El film abre toda una serie de puntas -la desaparición y los grises en la vida de Eugenio, el negocio en crisis, la convivencia obligada de Santiago y Laura que deviene en potencial romance- pero con ninguna acelera a fondo, y de ahí que jamás se lo pueda ver como una comedia romántica sobre dos personajes que al principio sólo se pelean y finalmente encuentran la forma de complementarse. En realidad lo que le interesa a Burman es algo que aparece recién en el último tercio del relato: el proceso (impuesto por las circunstancias) por el cual Santiago tiene que aceptar que la desaparición de su amigo se debió a una profunda insatisfacción y frustración que él en parte comparte debido a la imposibilidad (o negación) de cumplir sus verdaderos sueños. En El misterio de la felicidad el único protagonista es en verdad Santiago, quien comienza a contemplar cómo y por qué llegó a donde llegó; qué camino recorrió; cómo ha pensado y sentido el amor y la amistad; y qué debe hacer frente a la pérdida de una persona importantísima en su vida, que hasta en parte lo define. Y no está mal que eso sea así, aunque el film para eso paga costos muy altos: por ejemplo, el personaje de Laura recién adquiere entidad y pensamiento propio en la última media hora, luego de ser apenas una figura que deambula por la pantalla. Es efectivamente en los minutos finales donde la película crece junto con sus personajes, indagando en las dinámicas de la mentalidad masculina, aunque tampoco llega a consolidarse de la manera esperada para el planteo inicial.
Es tentador explorar la filmografía de Burman en términos de edad, pero lo que correspondería más bien es hacerlo en base a la posición que tienen los personajes, dónde se encuentran parados, en qué momentos se encuentran en sus vidas.

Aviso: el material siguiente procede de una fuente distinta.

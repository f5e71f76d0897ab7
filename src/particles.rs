use glam::Vec2;
use rand::prelude::*;
use rayon::prelude::*;

pub const DEFAULT_PARTICLE_COUNT: usize = 50;

/// Pointer attraction kicks in below this distance.
pub const INTERACTION_RADIUS: f32 = 100.0;
/// Pairs closer than this get a connecting line.
pub const LINK_RADIUS: f32 = 120.0;
pub const LINK_BASE_ALPHA: f32 = 0.2;

const ATTRACTION_SCALE: f32 = 0.01;
const DAMPING: f32 = 0.99;

#[derive(Clone, Copy, Debug)]
pub struct Particle {
    pub position: Vec2,
    pub velocity: Vec2,
    pub radius: f32,
    pub opacity: f32,
    pub color: [u8; 3],
}

/// A line between two particles, referenced by index into the field.
#[derive(Clone, Copy, Debug, PartialEq)]
pub struct Link {
    pub a: usize,
    pub b: usize,
    pub alpha: f32,
}

/// Decorative background field: a fixed set of particles drifting inside
/// the surface bounds, pulled toward the pointer when it is near.
pub struct ParticleField {
    width: f32,
    height: f32,
    pointer: Option<Vec2>,
    particles: Vec<Particle>,
}

impl ParticleField {
    pub fn new(width: f32, height: f32, count: usize) -> Self {
        let width = width.max(0.0);
        let height = height.max(0.0);
        let particles = (0..count)
            .into_par_iter()
            .map(|_| {
                let mut rng = thread_rng();
                Particle {
                    position: Vec2::new(
                        rng.gen_range(0.0..=width),
                        rng.gen_range(0.0..=height),
                    ),
                    velocity: Vec2::new(
                        rng.gen_range(-0.25..=0.25),
                        rng.gen_range(-0.25..=0.25),
                    ),
                    radius: rng.gen_range(1.0..=4.0),
                    opacity: rng.gen_range(0.2..=0.7),
                    color: hsl_to_rgb(rng.gen_range(160.0..=220.0), 0.7, 0.6),
                }
            })
            .collect();
        Self {
            width,
            height,
            pointer: None,
            particles,
        }
    }

    /// Construct from explicit particles, mainly so behavior can be pinned
    /// down without randomness.
    pub fn with_particles(width: f32, height: f32, particles: Vec<Particle>) -> Self {
        Self {
            width: width.max(0.0),
            height: height.max(0.0),
            pointer: None,
            particles,
        }
    }

    pub fn set_pointer(&mut self, position: Vec2) {
        self.pointer = Some(position);
    }

    /// New surface dimensions. Existing positions are not rescaled; the
    /// boundary clamp pulls strays back in on the next update.
    pub fn resize(&mut self, width: f32, height: f32) {
        self.width = width.max(0.0);
        self.height = height.max(0.0);
    }

    pub fn width(&self) -> f32 {
        self.width
    }

    pub fn height(&self) -> f32 {
        self.height
    }

    pub fn particles(&self) -> &[Particle] {
        &self.particles
    }

    /// One simulation step, invoked once per repaint.
    pub fn update(&mut self) {
        let pointer = self.pointer;
        let (width, height) = (self.width, self.height);
        for particle in &mut self.particles {
            if let Some(pointer) = pointer {
                let delta = pointer - particle.position;
                let distance = delta.length();
                // distance 0 would blow up the normalization
                if distance > 0.0 && distance < INTERACTION_RADIUS {
                    let force = (INTERACTION_RADIUS - distance) / INTERACTION_RADIUS;
                    particle.velocity += delta / distance * force * ATTRACTION_SCALE;
                }
            }

            particle.position += particle.velocity;

            // Elastic reflection: flip velocity on crossing, clamp back in.
            if particle.position.x < 0.0 || particle.position.x > width {
                particle.velocity.x = -particle.velocity.x;
            }
            if particle.position.y < 0.0 || particle.position.y > height {
                particle.velocity.y = -particle.velocity.y;
            }
            particle.position.x = particle.position.x.clamp(0.0, width);
            particle.position.y = particle.position.y.clamp(0.0, height);

            particle.velocity *= DAMPING;
        }
    }

    /// All unordered pairs close enough to connect, with line alpha fading
    /// linearly to zero at the link radius. The scan is the naive O(N²)
    /// enumeration; N is small and fixed.
    pub fn links(&self) -> Vec<Link> {
        let particles = self.particles.as_slice();
        (0..particles.len())
            .into_par_iter()
            .flat_map_iter(|a| {
                let origin = particles[a].position;
                (a + 1..particles.len()).filter_map(move |b| {
                    let distance = origin.distance(particles[b].position);
                    (distance < LINK_RADIUS).then(|| Link {
                        a,
                        b,
                        alpha: LINK_BASE_ALPHA * (1.0 - distance / LINK_RADIUS),
                    })
                })
            })
            .collect()
    }
}

fn hsl_to_rgb(h: f32, s: f32, l: f32) -> [u8; 3] {
    let c = (1.0 - (2.0 * l - 1.0).abs()) * s;
    let hp = (h.rem_euclid(360.0)) / 60.0;
    let x = c * (1.0 - (hp % 2.0 - 1.0).abs());
    let (r, g, b) = match hp as u32 {
        0 => (c, x, 0.0),
        1 => (x, c, 0.0),
        2 => (0.0, c, x),
        3 => (0.0, x, c),
        4 => (x, 0.0, c),
        _ => (c, 0.0, x),
    };
    let m = l - c / 2.0;
    [
        ((r + m) * 255.0).round() as u8,
        ((g + m) * 255.0).round() as u8,
        ((b + m) * 255.0).round() as u8,
    ]
}
use std::sync::Arc;

/// Animation capability, picked once at startup. The full profile plays
/// the preset timings; the reduced profile snaps everything straight to
/// its resting state.
pub trait MotionCapability: Send + Sync {
    /// Effective duration for an animation with the given preset duration.
    fn duration(&self, base: f32) -> f32;
    /// Delay added per element when a batch reveals together.
    fn stagger(&self) -> f32;
    /// Length of the theme crossfade overlay.
    fn crossfade(&self) -> f32;
}

pub struct FullMotion;

impl MotionCapability for FullMotion {
    fn duration(&self, base: f32) -> f32 {
        base
    }

    fn stagger(&self) -> f32 {
        0.15
    }

    fn crossfade(&self) -> f32 {
        0.3
    }
}

pub struct ReducedMotion;

impl MotionCapability for ReducedMotion {
    fn duration(&self, _base: f32) -> f32 {
        0.0
    }

    fn stagger(&self) -> f32 {
        0.0
    }

    fn crossfade(&self) -> f32 {
        0.0
    }
}

pub fn select(reduced: bool) -> Arc<dyn MotionCapability> {
    if reduced {
        log::info!("reduced motion requested, animations disabled");
        Arc::new(ReducedMotion)
    } else {
        Arc::new(FullMotion)
    }
}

En Esperando al Mesías, El abrazo partido y Derecho de familia están mirando primariamente para adelante, mientras se preguntan cuál es la herencia que les han dejado; mientras que en sus últimas obras del realizador -El nido vacío, Dos hermanos, La suerte en tus manos, ahora El misterio de la felicidad- están mirando hacia atrás, preguntándose qué le están dejando a los que quieren y en base a eso cuál es el siguiente paso. Da la impresión de que en el primer conjunto de films imperan las dudas, la incertidumbre, mientras que en el otro, por el contrario, se imponen las certezas. Y en base a eso, viendo los resultados que obtiene últimamente el cineasta, pareciera que es mucho más apasionante pensar y analizar lo que puede (no) llegar a ser, que lo que ya (no) fue. Diablos, un psicólogo por acá, pero no sólo para Burman: también para mí.